Jnana Prabodhini launches Atal Community Innovation Centre in Pune
Pune: Jnana Prabodhini, on Thursday, inaugurated the Atal Community Innovation Centre (ACIC) at its Nigadi campus, a first-of-its-kind facility in Pune supported by NITI Aayog’s Atal Innovation Mission (AIM), to promote grassroots innovation, rural entrepreneurship, and community-led development.
The centre was inaugurated by Maharashtra Knowledge Corporation Ltd (MKCL) founder-director Vivek Sawant in the presence of AIM officials Ashish Pandey and Deepakshi Jindal, Desai Brothers Ltd CEO Umesh Parekh, CSR head Dr Chandrakant Rawal, Jnana Prabodhini trustee Subhash Deshpande, Nigdi centre head Manoj Deolekar, ACIC founding directors Yashwant Limaye and Sangeeta Kulkarni, and chief innovation officer Omkar Gurjar.
Addressing the gathering, Sawant said innovation must go beyond technology and become inclusive and community-centric if India is to achieve sustainable economic growth. “India’s demographic strength and local challenges provide immense opportunities for social innovation. When education, industry, and research institutions work together to solve real-life problems, they create employment, entrepreneurship, and long-term economic value,” he said.

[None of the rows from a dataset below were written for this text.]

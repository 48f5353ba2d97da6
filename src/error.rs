//! Central error types for the codec.
//!
//! Die Varianten sind nach Fehlerklassen gruppiert: I/O, fehlerhafte Eingabe,
//! Schema-Kompilierung, interne Invarianten und nicht unterstützte Features.
//! Ein `Stop` aus einem [`ContentHandler`](crate::event::ContentHandler) ist
//! bewusst *kein* Fehler, siehe [`DecodeOutcome`](crate::decoder::DecodeOutcome).

use core::fmt;
use std::borrow::Cow;

/// All error kinds reported by the codec.
#[derive(Debug, Clone, PartialEq, Eq)]
#[non_exhaustive]
pub enum Error {
    // --- I/O ---
    /// The underlying byte sink or source failed.
    Io(String),
    /// The EXI stream ended in the middle of a value or event code.
    PrematureEndOfStream,

    // --- Malformed input ---
    /// No production of the current rule matched the decoded event code (EXI §6.1).
    InvalidEventCode {
        /// The code parts read so far, e.g. `"1.3"`.
        code: String,
        /// Non-terminal the rule was looked up for.
        non_terminal: u16,
    },
    /// An unsigned integer needs more than 64 bits (EXI §7.1.6).
    IntegerOverflow,
    /// A code point is a surrogate or above U+10FFFF (EXI §7.1.10).
    InvalidCodePoint(u64),
    /// The distinguishing bits are not `10` (EXI §5.2).
    InvalidDistinguishingBits(u8),
    /// A lexical value could not be converted to the datatype of the production.
    InvalidValue(String),
    /// The event does not fit any production of the current grammar state.
    UnexpectedEvent(String),
    /// XML text handed to [`xml::parse_xml_events`](crate::xml::parse_xml_events) is not well-formed.
    XmlParse(String),

    // --- Schema compilation ---
    /// The schema document is structurally invalid.
    SchemaCompilation(Cow<'static, str>),
    /// A type or base type could not be resolved after the whole schema was read.
    UnresolvedReference(String),

    // --- Internal invariants ---
    /// Processing state is inconsistent, e.g. an empty grammar stack or a
    /// qname production without a grammar. Indicates a bug, not bad input.
    InconsistentState(Cow<'static, str>),

    // --- Not supported ---
    /// A feature the codec deliberately does not implement.
    Unsupported(Cow<'static, str>),
    /// Preview versions and versions other than 1 (EXI §5.3).
    UnsupportedVersion,
}

impl fmt::Display for Error {
    fn fmt(&self, f: &mut fmt::Formatter<'_>) -> fmt::Result {
        match self {
            Self::Io(msg) => write!(f, "I/O error: {msg}"),
            Self::PrematureEndOfStream => write!(f, "premature end of EXI stream"),
            Self::InvalidEventCode { code, non_terminal } => {
                write!(f, "invalid event code '{code}' for non-terminal {non_terminal} (EXI 6.1)")
            }
            Self::IntegerOverflow => write!(f, "unsigned integer exceeds 64 bits (EXI 7.1.6)"),
            Self::InvalidCodePoint(cp) => write!(f, "invalid Unicode code point U+{cp:X} (EXI 7.1.10)"),
            Self::InvalidDistinguishingBits(bits) => {
                write!(f, "invalid distinguishing bits {bits:02b}, expected 10 (EXI 5.2)")
            }
            Self::InvalidValue(msg) => write!(f, "invalid typed value: {msg}"),
            Self::UnexpectedEvent(msg) => write!(f, "event not allowed here: {msg}"),
            Self::XmlParse(msg) => write!(f, "XML parse error: {msg}"),
            Self::SchemaCompilation(msg) => write!(f, "schema compilation failed: {msg}"),
            Self::UnresolvedReference(name) => write!(f, "unresolvable type reference '{name}'"),
            Self::InconsistentState(msg) => write!(f, "inconsistent processing state: {msg}"),
            Self::Unsupported(what) => write!(f, "unsupported feature: {what}"),
            Self::UnsupportedVersion => write!(f, "unsupported EXI version (EXI 5.3)"),
        }
    }
}

impl std::error::Error for Error {}

impl From<std::io::Error> for Error {
    fn from(err: std::io::Error) -> Self {
        if err.kind() == std::io::ErrorKind::UnexpectedEof {
            Self::PrematureEndOfStream
        } else {
            Self::Io(err.to_string())
        }
    }
}

impl Error {
    /// Erstellt einen `SchemaCompilation` Fehler mit Nachricht.
    pub fn schema(msg: impl Into<Cow<'static, str>>) -> Self {
        Self::SchemaCompilation(msg.into())
    }

    /// Erstellt einen `InconsistentState` Fehler mit Nachricht.
    pub fn inconsistent(msg: impl Into<Cow<'static, str>>) -> Self {
        Self::InconsistentState(msg.into())
    }

    /// Erstellt einen `Unsupported` Fehler mit Nachricht.
    pub fn unsupported(what: impl Into<Cow<'static, str>>) -> Self {
        Self::Unsupported(what.into())
    }

    /// True for errors caused by the input data rather than by the codec itself.
    pub fn is_malformed_input(&self) -> bool {
        matches!(
            self,
            Self::PrematureEndOfStream
                | Self::InvalidEventCode { .. }
                | Self::IntegerOverflow
                | Self::InvalidCodePoint(_)
                | Self::InvalidDistinguishingBits(_)
                | Self::InvalidValue(_)
                | Self::XmlParse(_)
        )
    }
}

/// A convenience `Result` type alias using [`Error`].
pub type Result<T> = core::result::Result<T, Error>;

#[cfg(test)]
mod tests {
    use super::*;

    #[test]
    fn invalid_event_code_display() {
        let e = Error::InvalidEventCode { code: "1.3".into(), non_terminal: 5 };
        let msg = e.to_string();
        assert!(msg.contains("1.3"), "{msg}");
        assert!(msg.contains("non-terminal 5"), "{msg}");
    }

    #[test]
    fn code_point_display_is_hex() {
        let msg = Error::InvalidCodePoint(0xD800).to_string();
        assert!(msg.contains("D800"), "{msg}");
    }

    #[test]
    fn io_eof_maps_to_premature_end() {
        let io = std::io::Error::new(std::io::ErrorKind::UnexpectedEof, "eof");
        assert_eq!(Error::from(io), Error::PrematureEndOfStream);
        let io = std::io::Error::other("disk on fire");
        assert!(matches!(Error::from(io), Error::Io(_)));
    }

    #[test]
    fn malformed_input_is_distinct_from_internal_state() {
        assert!(Error::PrematureEndOfStream.is_malformed_input());
        assert!(Error::InvalidEventCode { code: "0".into(), non_terminal: 1 }.is_malformed_input());
        assert!(!Error::inconsistent("empty stack").is_malformed_input());
        assert!(!Error::unsupported("decimal").is_malformed_input());
    }

    #[test]
    fn error_implements_std_error() {
        let e: Box<dyn std::error::Error> = Box::new(Error::UnsupportedVersion);
        assert!(!e.to_string().is_empty());
    }

    #[test]
    fn error_is_clone_and_eq() {
        let e1 = Error::schema("missing <schema> root");
        let e2 = e1.clone();
        assert_eq!(e1, e2);
    }
}
impl SchemaConstruct {
    fn from_local_name(name: &str) -> Option<Self> {
        use SchemaConstruct::*;
        Some(match name {
            "schema" => Schema,
            "element" => Element,
            "attribute" => Attribute,
            "complexType" => ComplexType,
            "complexContent" => ComplexContent,
            "simpleContent" => SimpleContent,
            "sequence" => Sequence,
            "choice" => Choice,
            "all" => All,
            "extension" => Extension,
            "restriction" => Restriction,
            "any" => Any,
            "anyAttribute" => AnyAttribute,
            "simpleType" => SimpleType,
            "list" => List,
            "union" => Union,
            "minInclusive" => Facet(self::Facet::MinInclusive),
            "maxInclusive" => Facet(self::Facet::MaxInclusive),
            "minExclusive" => Facet(self::Facet::MinExclusive),
            "maxExclusive" => Facet(self::Facet::MaxExclusive),
            "maxLength" => Facet(self::Facet::MaxLength),
            "minLength" => Facet(self::Facet::MinLength),
            "length" => Facet(self::Facet::Length),
            "enumeration" => Facet(self::Facet::Enumeration),
            "pattern" => Facet(self::Facet::Pattern),
            "whiteSpace" => Facet(self::Facet::WhiteSpace),
            "totalDigits" => Facet(self::Facet::TotalDigits),
            "fractionDigits" => Facet(self::Facet::FractionDigits),
            "annotation" => Annotation,
            "documentation" => Documentation,
            "appinfo" => Appinfo,
            "import" => Import,
            "include" => Include,
            "group" => Group,
            "attributeGroup" => AttributeGroup,
            "redefine" => Redefine,
            "unique" | "key" | "keyref" | "selector" | "field" => IdentityConstraint,
            "notation" => Notation,
            _ => return None,
        })
    }

    /// Konstrukte, deren Inhalt nicht betrachtet wird.
    fn skips_content(self) -> bool {
        matches!(self, Self::Documentation | Self::Appinfo | Self::IdentityConstraint | Self::Notation)
    }

    fn is_model_group(self) -> bool {
        matches!(self, Self::Sequence | Self::Choice | Self::All)
    }
}

// ============================================================================
// Intermediate model
// ============================================================================

#[derive(Debug, Clone, Copy, PartialEq, Eq)]
enum TypeRef {
    Named(QNameId),
    /// Index into `SchemaBuilder::types`.
    Anonymous(usize),
}

#[derive(Debug, Clone, Copy, PartialEq, Eq)]
enum Derivation {
    Extension,
    Restriction,
}

#[derive(Debug, Clone, PartialEq, Eq)]
enum SimpleBase {
    Builtin(ValueType),
    Restriction(TypeRef),
    List,
    Union,
}

#[derive(Debug, Clone, PartialEq, Eq)]
enum Content {
    Empty,
    /// Simple content, value type known after derivation.
    Simple(Option<ValueType>),
    Elements { grammar: ProtoGrammar, mixed: bool },
}

/// `None` = ##any/##other, `Some(uris)` = Namespace-Liste.
type Wildcard = Option<Vec<u32>>;

#[derive(Debug, Clone, PartialEq, Eq)]
struct AttributeUse {
    qname: QNameId,
    type_ref: Option<TypeRef>,
    /// `ref` auf eine globale Attribut-Deklaration.
    global_ref: Option<QNameId>,
    required: bool,
}
#[cfg(test)]
mod tests {
    use super::*;

    #[test]
    fn initial_entries() {
        let t = StringTables::new(false);
        assert_eq!(t.uri_count(), 3);
        assert_eq!(t.local_name_count(URI_ID_EMPTY), 0);
        assert_eq!(t.lookup_local_name(URI_ID_XML, "lang"), Some(2));
        assert_eq!(t.lookup_qname(URI_XSI, "type"), Some(XSI_TYPE));

        let t = StringTables::new(true);
        assert_eq!(t.uri_count(), 4);
        assert_eq!(t.local_name_count(URI_ID_XSD), 46);
        assert_eq!(t.lookup_local_name(URI_ID_XSD, "string"), Some(39));
    }

    #[test]
    fn ids_are_append_only_and_monotonic() {
        let mut t = StringTables::new(false);
        let before = t.uri_count();
        let id = t.add_uri("urn:a");
        assert_eq!(id as usize, before);
        assert_eq!(t.add_uri("urn:a"), id);
        assert_eq!(t.uri_count(), before + 1);

        let q = t.add_qname("urn:a", "x");
        assert_eq!(q.local_name, 0);
        assert_eq!(t.add_local_name(q.uri, "y"), 1);

        for (i, v) in ["one", "two", "three"].into_iter().enumerate() {
            assert!(t.add_value(q, v).unwrap());
            assert_eq!(t.global_value_count(), i + 1);
            assert_eq!(t.lookup_local_value(q, v), Some(i as u32));
        }
    }

    #[test]
    fn uri_and_local_name_codes() {
        let mut t = StringTables::new(false);
        let mut w = BitWriter::new();
        // 3 URIs → 2 bits; "" is a hit with code 1
        t.encode_uri(&mut w, "", false);
        assert_eq!(w.bit_position(), 2);
        // miss on a new local name: len+1 = 2, then 'a'
        t.encode_local_name(&mut w, URI_ID_EMPTY, "a", false);
        // hit: 0, then bits_number(0) = 0 bits
        t.encode_local_name(&mut w, URI_ID_EMPTY, "a", false);
        let data = w.into_vec();

        let mut t = StringTables::new(false);
        let mut r = BitReader::new(&data);
        assert_eq!(t.decode_uri(&mut r, false).unwrap(), URI_ID_EMPTY);
        assert_eq!(t.decode_local_name(&mut r, URI_ID_EMPTY, false).unwrap(), 0);
        assert_eq!(t.decode_local_name(&mut r, URI_ID_EMPTY, false).unwrap(), 0);
        assert_eq!(t.local_name_count(URI_ID_EMPTY), 1);
    }

    #[test]
    fn value_codes_local_global_miss() {
        let mut enc = StringTables::new(false);
        let a = enc.add_qname("", "a");
        let b = enc.add_qname("", "b");
        let mut w = BitWriter::new();
        enc.encode_value(&mut w, a, "v", false).unwrap(); // miss
        enc.encode_value(&mut w, a, "v", false).unwrap(); // local hit
        enc.encode_value(&mut w, b, "v", false).unwrap(); // global hit
        let data = w.into_vec();
        assert_eq!(data[0], 3, "miss is len + 2");

        let mut dec = StringTables::new(false);
        let a = dec.add_qname("", "a");
        let b = dec.add_qname("", "b");
        let mut r = BitReader::new(&data);
        assert_eq!(&*dec.decode_value(&mut r, a, false).unwrap(), "v");
        assert_eq!(&*dec.decode_value(&mut r, a, false).unwrap(), "v");
        assert_eq!(&*dec.decode_value(&mut r, b, false).unwrap(), "v");
        assert_eq!(dec.global_value_count(), 1);
    }

    #[test]
    fn capacity_wraps_and_evicts_local_entry() {
        let mut t = StringTables::new(false);
        t.set_value_limits(None, Some(2));
        let q = t.add_qname("", "e");
        t.add_value(q, "a").unwrap();
        t.add_value(q, "b").unwrap();
        t.add_value(q, "c").unwrap();
        assert_eq!(t.global_value_count(), 2);
        assert_eq!(t.lookup_global_value("a"), None);
        assert_eq!(t.lookup_global_value("c"), Some(0));
        assert_eq!(t.local_value(q, 0), None, "evicted");
        assert_eq!(t.lookup_local_value(q, "c"), Some(2));
        assert_eq!(t.local_value_count(q), 3);
    }

    #[test]
    fn max_length_and_empty_values_are_not_added() {
        let mut t = StringTables::new(false);
        t.set_value_limits(Some(3), None);
        let q = t.add_qname("", "e");
        assert!(!t.add_value(q, "long").unwrap());
        assert!(!t.add_value(q, "").unwrap());
        assert!(t.add_value(q, "abc").unwrap());
        assert_eq!(t.global_value_count(), 1);
    }

    #[test]
    fn sort_initial_keeps_builtin_prefix() {
        let mut t = StringTables::new(true);
        let z = t.add_qname("urn:z", "b");
        let z2 = t.add_qname("urn:z", "a");
        let a = t.add_qname("urn:a", "x");
        let xml_extra = t.add_qname(URI_XML, "aaa");
        let remap = t.sort_initial();

        assert_eq!(t.uri(4).map(|u| &**u), Some("urn:a"));
        assert_eq!(t.uri(5).map(|u| &**u), Some("urn:z"));
        assert_eq!(remap.qname(a), QNameId::new(4, 0));
        assert_eq!(remap.qname(z), QNameId::new(5, 1));
        assert_eq!(remap.qname(z2), QNameId::new(5, 0));
        // xml: base, id, lang, space bleiben vorne
        assert_eq!(remap.qname(xml_extra), QNameId::new(URI_ID_XML, 4));
        assert_eq!(t.lookup_qname("urn:z", "a"), Some(QNameId::new(5, 0)));
        assert_eq!(t.qname(QNameId::new(5, 1)).unwrap(), QName::new("urn:z", "b"));
    }

    #[test]
    fn prefix_codes() {
        let mut t = StringTables::new(false);
        let uri = t.add_uri("urn:p");
        let mut w = BitWriter::new();
        t.encode_prefix(&mut w, uri, "p", false).unwrap();
        t.encode_prefix(&mut w, uri, "p", false).unwrap();
        let data = w.into_vec();

        let mut d = StringTables::new(false);
        let uri = d.add_uri("urn:p");
        let mut r = BitReader::new(&data);
        assert_eq!(&*d.decode_prefix(&mut r, uri, false).unwrap(), "p");
        assert_eq!(&*d.decode_prefix(&mut r, uri, false).unwrap(), "p");
        assert_eq!(d.prefix_count(uri), 1);
    }
}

Pandey said the ACIC is Pune’s first centre under the Atal Innovation Mission and among nearly 25 such centres in the country. He said Jnana Prabodhini’s long-standing engagement with farmers, self-help groups, rural communities, and local entrepreneurs made it an ideal institution to host the facility. “We aim to develop this into one of the country’s leading community innovation centres,” he said.
Deepakshi Jindal said the centre would serve as a model for community-led innovation in Maharashtra by supporting grassroots innovators, startups, women entrepreneurs, SHGs, and farmer-producer organisations through mentoring, incubation, technology support, industry linkages, and access to funding.
According to the organisers, the ACIC will focus on sectors including bamboo-based industries, agriculture and agri-biotechnology, medicinal plants, food processing, nutraceuticals, renewable energy, women’s entrepreneurship, rural industries and social innovation, while also fostering scientific thinking and entrepreneurial skills among school students.